Things got worse. Suddenly and terrifyingly. Hormones, hemorrhaging, a trip to the ER, blood draw after blood draw, biopsies, pre-cancerous cells, an irregular EKG, so many doctors, so many ups and downs, a trip the Cancer Center and finally a date for the surgery, February 22nd. But then that date got pushed back. So then March 1st was to be the day. And February 22nd to March 1st was the longest week of my life. I cried every day, had panic attacks, felt a sort of premature loneliness creep over me as if I was preparing for Hannah to die. This was supposed to be just a run of the mill hysterectomy but all of the things around it (the alarmist verbage, the 5 wishes of a dying patient document which I had to sign, the mention that Hannah's weight made this a 'risky' operation) made me feel like Hannah was going to go to sleep and never wake up again.


But she did wake up again.

We arrived at the hospital at about 5:30am. During her pre-op I was allowed to sit with her. She was so nervous. So was I. We chitchatted a little and I told her everything was going to be alright. She wore a bind rune and a drawing of the four elements on her back and I no for a fact that these things worked their magic on both of us. I did cry a little with her in pre-op but mostly I was a silly, fun, strong fiance. The doctor came in and told us that she was going to make five incisions and sent in her robots to do the deed. Well, after she left, I told Hannah that essentially she was going to have Voltron inside of her, which meant that her uterus was Zarkon, which suddenly made surgery kind of epic and perhaps a smidgen less terrifying. She was prepped and taken in for surgery around 7:30 and by 9:30 the doctor herself came out to tell me that Hannah had done well and was in the recovery room. She said that they'd let me go and see her after a little while and that Hannah would be coming home that day. It was surreal. Just like that the surgery was over. It was as surreal as when you wake up in a different country for the first time and really realize where you are. 

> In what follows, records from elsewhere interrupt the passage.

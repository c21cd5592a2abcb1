//! Common utilities for upload and serving handlers

use axum::extract::Multipart;
use axum::http::StatusCode;
use bytes::Bytes;
use pixvault_core::AppError;

/// The single `file` field of an upload form.
#[derive(Debug)]
pub struct UploadedFile {
    pub data: Bytes,
    /// Name supplied by the client; only its extension is ever used.
    pub file_name: Option<String>,
}

/// Extract the `file` field from a multipart form.
///
/// Returns `Ok(None)` when the form has no `file` field. Other fields are ignored.
pub async fn extract_multipart_file(
    mut multipart: Multipart,
    max_size: usize,
) -> Result<Option<UploadedFile>, AppError> {
    let mut upload: Option<UploadedFile> = None;

    while let Some(field) = multipart.next_field().await.map_err(multipart_error)? {
        if field.name() != Some("file") {
            continue;
        }
        if upload.is_some() {
            return Err(AppError::BadRequest(
                "Multiple file fields are not allowed; send exactly one field named 'file'"
                    .to_string(),
            ));
        }

        let file_name = field.file_name().map(|s| s.to_string());
        let data = field.bytes().await.map_err(multipart_error)?;
        validate_file_size(data.len(), max_size)?;

        upload = Some(UploadedFile { data, file_name });
    }

    Ok(upload)
}

fn multipart_error(err: axum::extract::multipart::MultipartError) -> AppError {
    if err.status() == StatusCode::PAYLOAD_TOO_LARGE {
        AppError::PayloadTooLarge("File exceeds the maximum upload size".to_string())
    } else {
        AppError::BadRequest(format!("Failed to read multipart: {}", err.body_text()))
    }
}

/// Validate file size
pub fn validate_file_size(file_size: usize, max_size: usize) -> Result<(), AppError> {
    if file_size > max_size {
        return Err(AppError::PayloadTooLarge(format!(
            "File size exceeds maximum allowed size of {} MB",
            max_size / 1024 / 1024
        )));
    }
    Ok(())
}

/// Content type to serve a stored file with, inferred from its extension.
pub fn content_type_for(file_name: &str) -> &'static str {
    let extension = pixvault_storage::file_extension(file_name)
        .map(|e| e.to_ascii_lowercase())
        .unwrap_or_default();

    match extension.as_str() {
        "jpg" | "jpeg" | "jpe" | "jfif" => "image/jpeg",
        "png" => "image/png",
        "gif" => "image/gif",
        "webp" => "image/webp",
        "bmp" => "image/bmp",
        "tif" | "tiff" => "image/tiff",
        "avif" => "image/avif",
        _ => "application/octet-stream",
    }
}

/// Parse an optional dimension query value. Empty means absent.
pub fn parse_dimension(name: &str, value: Option<&str>) -> Result<Option<u32>, AppError> {
    match value.map(str::trim) {
        None | Some("") => Ok(None),
        Some(raw) => raw.parse::<u32>().map(Some).map_err(|_| {
            AppError::InvalidInput(format!("{} must be a positive integer", name))
        }),
    }
}

#[cfg(test)]
mod tests {
    use super::*;

    #[test]
    fn test_content_type_for() {
        assert_eq!(content_type_for("a.png"), "image/png");
        assert_eq!(content_type_for("a.JPG"), "image/jpeg");
        assert_eq!(content_type_for("a.jpeg"), "image/jpeg");
        assert_eq!(content_type_for("a.gif"), "image/gif");
        assert_eq!(content_type_for("noext"), "application/octet-stream");
    }

    #[test]
    fn test_parse_dimension() {
        assert_eq!(parse_dimension("width", None).unwrap(), None);
        assert_eq!(parse_dimension("width", Some("")).unwrap(), None);
        assert_eq!(parse_dimension("width", Some("100")).unwrap(), Some(100));
        assert_eq!(parse_dimension("width", Some("0")).unwrap(), Some(0));
        assert!(parse_dimension("width", Some("-5")).is_err());
        assert!(parse_dimension("width", Some("abc")).is_err());
        assert!(parse_dimension("height", Some("1.5")).is_err());
    }

    #[test]
    fn test_validate_file_size() {
        assert!(validate_file_size(10, 10).is_ok());
        assert!(matches!(
            validate_file_size(11, 10),
            Err(AppError::PayloadTooLarge(_))
        ));
    }
}
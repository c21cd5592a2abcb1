//! Application setup and initialization
//!
//! Everything main.rs needs before serving: config validation, telemetry,
//! directories, the media backend and the router.

pub mod routes;
pub mod server;
pub mod validation;

use crate::state::AppState;
use anyhow::{Context, Result};
use pixvault_core::Config;
use pixvault_processing::{
    build_media_tools, FormatProber, MediaValidationGate, Transcoder, VariantResolver,
};
use pixvault_storage::AssetStore;
use std::sync::Arc;

/// Initialize the entire application
pub async fn initialize_app(config: Config) -> Result<(Arc<AppState>, axum::Router)> {
    validation::validate_config(&config).context("Configuration validation failed")?;

    crate::telemetry::init_telemetry(config.log_format())
        .map_err(|e| anyhow::anyhow!("Failed to initialize telemetry: {}", e))?;

    tracing::info!(
        environment = %config.environment(),
        "Configuration loaded and validated successfully"
    );

    let store = AssetStore::from_config(&config)
        .await
        .context("Failed to prepare storage directories")?;

    let tools = build_media_tools(&config).context("Failed to set up media backend")?;

    let state = build_state(config.clone(), store, tools.prober, tools.transcoder);
    let router = routes::setup_routes(&config, state.clone())?;

    Ok((state, router))
}

/// Wire the gate and resolver around an already prepared store.
pub fn build_state(
    config: Config,
    store: AssetStore,
    prober: Arc<dyn FormatProber>,
    transcoder: Arc<dyn Transcoder>,
) -> Arc<AppState> {
    let gate = MediaValidationGate::new(prober, config.allowed_codecs());
    let resolver = VariantResolver::new(store.clone(), transcoder, config.max_dimension());

    Arc::new(AppState {
        config,
        store,
        gate,
        resolver,
    })
}
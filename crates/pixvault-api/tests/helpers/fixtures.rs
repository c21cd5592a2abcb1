//! Image fixtures encoded on the fly.

use image::{ImageFormat, Rgb, RgbImage};
use std::io::Cursor;

fn encode(width: u32, height: u32, format: ImageFormat) -> Vec<u8> {
    let img = RgbImage::from_fn(width, height, |x, y| {
        Rgb([(x % 256) as u8, (y % 256) as u8, 128])
    });
    let mut out = Cursor::new(Vec::new());
    img.write_to(&mut out, format).expect("encode fixture");
    out.into_inner()
}

pub fn png(width: u32, height: u32) -> Vec<u8> {
    encode(width, height, ImageFormat::Png)
}

pub fn jpeg(width: u32, height: u32) -> Vec<u8> {
    encode(width, height, ImageFormat::Jpeg)
}

pub fn gif(width: u32, height: u32) -> Vec<u8> {
    encode(width, height, ImageFormat::Gif)
}

pub fn not_an_image() -> Vec<u8> {
    b"this is plain text pretending to be a picture\n".to_vec()
}
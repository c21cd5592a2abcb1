//! Pixvault Core Library
//!
//! This crate provides the domain models, error types, configuration and constants
//! that are shared across all Pixvault components.

pub mod config;
pub mod constants;
pub mod error;
pub mod media_backend;
pub mod models;

// Re-export commonly used types
pub use config::{BaseConfig, Config, MediaServerConfig};
pub use error::{AppError, ErrorMetadata, LogLevel};
pub use media_backend::MediaBackend;
pub use models::{ResizeRequest, StorageCategory, UploadResponse};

There was a moment in post-op recovery that I broke down a little. I was leaning over Hannah, holding up her cup of water so she could drink from the straw. I saw a little crust at the corner of her eye like the salt left from an involuntary tear. I remembered the line in the '5 wishes' thing about "I wish for a warm wash cloth for my face" as a comfort requested by someone near death. Even writing about right now makes me cry a little. Such a small request with such a huge implication. And I just looked at her and imagined how this all could have ended up differently and how thankful I was to the gods that she was just groggy and thirsty and not fading away forever. She saw my crying and playfully, sleepily said, "you really are a wimp." Guilty a mother-fucking charged. I own it. I'm a wimp and I'm really, really happy that the surgery is over and we can start looking toward a future free from the daily worry, emotional and physical pain, and intense fatigue.

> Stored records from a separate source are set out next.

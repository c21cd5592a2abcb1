//! Seams between the core mechanisms and the tools that touch pixels.

use crate::error::ProcessingResult;
use async_trait::async_trait;
use pixvault_core::ResizeRequest;
use std::path::Path;

/// Determines the codec of the bytes on disk, ignoring the file name.
#[async_trait]
pub trait FormatProber: Send + Sync {
    /// Lowercase codec identifier of the first image/video stream.
    async fn probe(&self, path: &Path) -> ProcessingResult<String>;

    fn name(&self) -> &'static str;

    /// Whether the prober can currently run (e.g. its binary is reachable).
    async fn health_check(&self) -> ProcessingResult<()> {
        Ok(())
    }
}

/// Scales a source image into a new file.
///
/// When only one dimension is given the other follows the source aspect ratio.
/// The output format is chosen from the destination extension.
#[async_trait]
pub trait Transcoder: Send + Sync {
    async fn transcode(
        &self,
        source: &Path,
        destination: &Path,
        resize: ResizeRequest,
    ) -> ProcessingResult<()>;

    fn name(&self) -> &'static str;
}
//! In-process prober and transcoder built on the `image` crate.
//!
//! Codec names follow ffprobe's vocabulary so the same allow-list works for
//! both backends.

mod prober;
mod transcoder;

pub use prober::ImageProber;
pub use transcoder::ImageTranscoder;

use image::ImageFormat;

/// ffprobe's codec name for an `image` format.
pub fn codec_name(format: ImageFormat) -> String {
    match format {
        ImageFormat::Jpeg => "mjpeg".to_string(),
        ImageFormat::Png => "png".to_string(),
        ImageFormat::Gif => "gif".to_string(),
        ImageFormat::WebP => "webp".to_string(),
        ImageFormat::Bmp => "bmp".to_string(),
        ImageFormat::Tiff => "tiff".to_string(),
        ImageFormat::Avif => "av1".to_string(),
        other => other
            .extensions_str()
            .first()
            .map(|ext| ext.to_ascii_lowercase())
            .unwrap_or_else(|| format!("{:?}", other).to_ascii_lowercase()),
    }
}
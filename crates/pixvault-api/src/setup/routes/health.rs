//! Health check handlers.

use crate::state::AppState;
use axum::{extract::State, http::StatusCode, response::IntoResponse, Json};
use std::fmt::Display;
use std::future::Future;
use std::sync::Arc;
use std::time::Duration;

const TIMEOUT: Duration = Duration::from_secs(5);

/// Run an async check with timeout; returns "ready", "timeout", or "not_ready: {error}".
async fn run_check<F, E>(f: F) -> String
where
    F: Future<Output = Result<(), E>>,
    E: Display,
{
    match tokio::time::timeout(TIMEOUT, f).await {
        Ok(Ok(())) => "ready".to_string(),
        Ok(Err(e)) => format!("not_ready: {}", e),
        Err(_) => "timeout".to_string(),
    }
}

#[derive(serde::Serialize)]
pub(super) struct ReadinessResponse {
    pub status: String,
    pub storage: String,
    pub prober: String,
    pub media_backend: String,
}

/// Liveness probe - process is running.
pub async fn liveness_check() -> impl IntoResponse {
    (
        StatusCode::OK,
        Json(serde_json::json!({ "status": "alive" })),
    )
}

/// Readiness probe - directories writable and the prober usable.
pub async fn readiness_check(State(state): State<Arc<AppState>>) -> impl IntoResponse {
    let storage = run_check(state.store.check_writable()).await;
    let prober = run_check(state.gate.prober().health_check()).await;

    let ready = storage == "ready" && prober == "ready";
    if !ready {
        tracing::error!(storage = %storage, prober = %prober, "Readiness check failed");
    }

    let response = ReadinessResponse {
        status: if ready { "ready" } else { "not_ready" }.to_string(),
        storage,
        prober,
        media_backend: state.config.media_backend().to_string(),
    };

    let status_code = if ready {
        StatusCode::OK
    } else {
        StatusCode::SERVICE_UNAVAILABLE
    };

    (status_code, Json(response))
}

She's lying on the couch right now, struggling between medicinally induced sleep and the desire to stay awake and cuddle with me. In about four hours I'll wake her so she can take another pill. So far, aside from some pretty bad aching and a touch of nausea, she's actually doing amazing. I am still afraid to leave her alone. I've seen her shift from doing perfectly fine to sobbing in the bathroom within seconds, so I still want to have someone at home with her while I'm away during this next week for work. But on the whole she's just fantastic. 

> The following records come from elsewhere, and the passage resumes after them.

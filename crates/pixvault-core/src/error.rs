//! Error types module
//!
//! This module provides the core error types used throughout Pixvault.
//! Storage and processing crates define their own `thiserror` enums; the API layer
//! folds them into `AppError`, which knows how it should be presented to clients.

use std::io;

/// Log level for error reporting
#[derive(Debug, Clone, Copy, PartialEq, Eq)]
pub enum LogLevel {
    /// Debug level - for expected errors like validation failures
    Debug,
    /// Warning level - for recoverable issues
    Warn,
    /// Error level - for unexpected failures
    Error,
}

/// Metadata for error responses - defines how an error should be presented
pub trait ErrorMetadata {
    /// HTTP status code to return
    fn http_status_code(&self) -> u16;

    /// Machine-readable error code (e.g., "INVALID_MEDIA")
    fn error_code(&self) -> &'static str;

    /// Whether this error is recoverable (can be retried)
    fn is_recoverable(&self) -> bool;

    /// Suggested action for the client
    fn suggested_action(&self) -> Option<&'static str>;

    /// Client-facing message (may differ from internal error message)
    fn client_message(&self) -> String;

    /// Whether details should be hidden in production
    fn is_sensitive(&self) -> bool;

    /// Log level for this error
    fn log_level(&self) -> LogLevel;
}

#[derive(Debug, thiserror::Error)]
pub enum AppError {
    /// Upload could not be probed, or its codec is not an allowed image codec.
    #[error("Invalid media: {0}")]
    InvalidMedia(String),

    #[error("Transcode failed: {0}")]
    TranscodeFailed(String),

    #[error("Invalid input: {0}")]
    InvalidInput(String),

    #[error("Bad request: {0}")]
    BadRequest(String),

    #[error("Not found: {0}")]
    NotFound(String),

    #[error("File too large: {0}")]
    PayloadTooLarge(String),

    #[error("Storage error: {0}")]
    Storage(String),

    #[error("Internal error: {0}")]
    Internal(String),

    #[error("Internal error with source")]
    InternalWithSource {
        message: String,
        #[source]
        source: anyhow::Error,
    },
}

impl AppError {
    pub fn error_type(&self) -> &str {
        match self {
            AppError::InvalidMedia(_) => "InvalidMedia",
            AppError::TranscodeFailed(_) => "TranscodeFailed",
            AppError::InvalidInput(_) => "InvalidInput",
            AppError::BadRequest(_) => "BadRequest",
            AppError::NotFound(_) => "NotFound",
            AppError::PayloadTooLarge(_) => "PayloadTooLarge",
            AppError::Storage(_) => "Storage",
            AppError::Internal(_) => "Internal",
            AppError::InternalWithSource { .. } => "Internal",
        }
    }

    /// Error message including the source chain, for logs and non-production responses.
    pub fn detailed_message(&self) -> String {
        use std::error::Error;

        let mut details = self.to_string();

        let mut source = self.source();
        let mut depth = 0;
        while let Some(err) = source {
            depth += 1;
            if depth > 5 {
                details.push_str("\n  ... (truncated)");
                break;
            }
            details.push_str(&format!("\n  Caused by: {}", err));
            source = err.source();
        }

        details
    }
}

impl From<anyhow::Error> for AppError {
    fn from(err: anyhow::Error) -> Self {
        AppError::InternalWithSource {
            message: err.to_string(),
            source: err,
        }
    }
}

impl From<io::Error> for AppError {
    fn from(err: io::Error) -> Self {
        AppError::Internal(format!("IO error: {}", err))
    }
}

/// Static metadata for each variant: (http_status, error_code, recoverable, suggested_action, sensitive, log_level).
fn app_error_static_metadata(
    err: &AppError,
) -> (
    u16,
    &'static str,
    bool,
    Option<&'static str>,
    bool,
    LogLevel,
) {
    match err {
        AppError::InvalidMedia(_) => (
            400,
            "INVALID_MEDIA",
            false,
            Some("Upload a JPEG, PNG or GIF image"),
            false,
            LogLevel::Debug,
        ),
        AppError::TranscodeFailed(_) => (
            500,
            "TRANSCODE_FAILED",
            true,
            Some("Retry after a short delay"),
            true,
            LogLevel::Error,
        ),
        AppError::InvalidInput(_) => (
            400,
            "INVALID_INPUT",
            false,
            Some("Check request parameters and try again"),
            false,
            LogLevel::Debug,
        ),
        AppError::BadRequest(_) => (
            400,
            "BAD_REQUEST",
            false,
            Some("Check request format and parameters"),
            false,
            LogLevel::Debug,
        ),
        AppError::NotFound(_) => (
            404,
            "NOT_FOUND",
            false,
            Some("Verify the file name exists"),
            false,
            LogLevel::Debug,
        ),
        AppError::PayloadTooLarge(_) => (
            413,
            "PAYLOAD_TOO_LARGE",
            false,
            Some("Reduce file size"),
            false,
            LogLevel::Debug,
        ),
        AppError::Storage(_) => (
            500,
            "STORAGE_ERROR",
            true,
            Some("Retry after a short delay"),
            true,
            LogLevel::Error,
        ),
        AppError::Internal(_) | AppError::InternalWithSource { .. } => (
            500,
            "INTERNAL_ERROR",
            true,
            Some("Retry after a short delay"),
            true,
            LogLevel::Error,
        ),
    }
}

impl ErrorMetadata for AppError {
    fn http_status_code(&self) -> u16 {
        app_error_static_metadata(self).0
    }

    fn error_code(&self) -> &'static str {
        app_error_static_metadata(self).1
    }

    fn is_recoverable(&self) -> bool {
        app_error_static_metadata(self).2
    }

    fn suggested_action(&self) -> Option<&'static str> {
        app_error_static_metadata(self).3
    }

    fn is_sensitive(&self) -> bool {
        app_error_static_metadata(self).4
    }

    fn log_level(&self) -> LogLevel {
        app_error_static_metadata(self).5
    }

    fn client_message(&self) -> String {
        match self {
            AppError::InvalidMedia(ref msg) => msg.clone(),
            AppError::TranscodeFailed(_) => "Failed to resize image".to_string(),
            AppError::InvalidInput(ref msg) => msg.clone(),
            AppError::BadRequest(ref msg) => msg.clone(),
            AppError::NotFound(ref msg) => msg.clone(),
            AppError::PayloadTooLarge(ref msg) => msg.clone(),
            AppError::Storage(_) => "Failed to access storage".to_string(),
            AppError::Internal(_) => "Internal server error".to_string(),
            AppError::InternalWithSource { .. } => "Internal server error".to_string(),
        }
    }
}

And on the subject of fantastic, our friends and support network have been absolutely stunning in their kindness and consideration. I can't even begin to write or verbalize my thankfulness. I am touched beyond words and I know that had it not been for our friends and family, I would be completely lost right now. Thank you to the many who have made Hannah and I feel so very special and loved. 

1 comment:

  1. Happy to see you chronicle your feelings too! And I'm so happy for both of you. Hannah's had a bleeding problem since I've known you guys and I'm just so happy you both get to focus on other stuff now that the Dr's have had their collective heads forcibly pulled from their ignorant asses for nine years.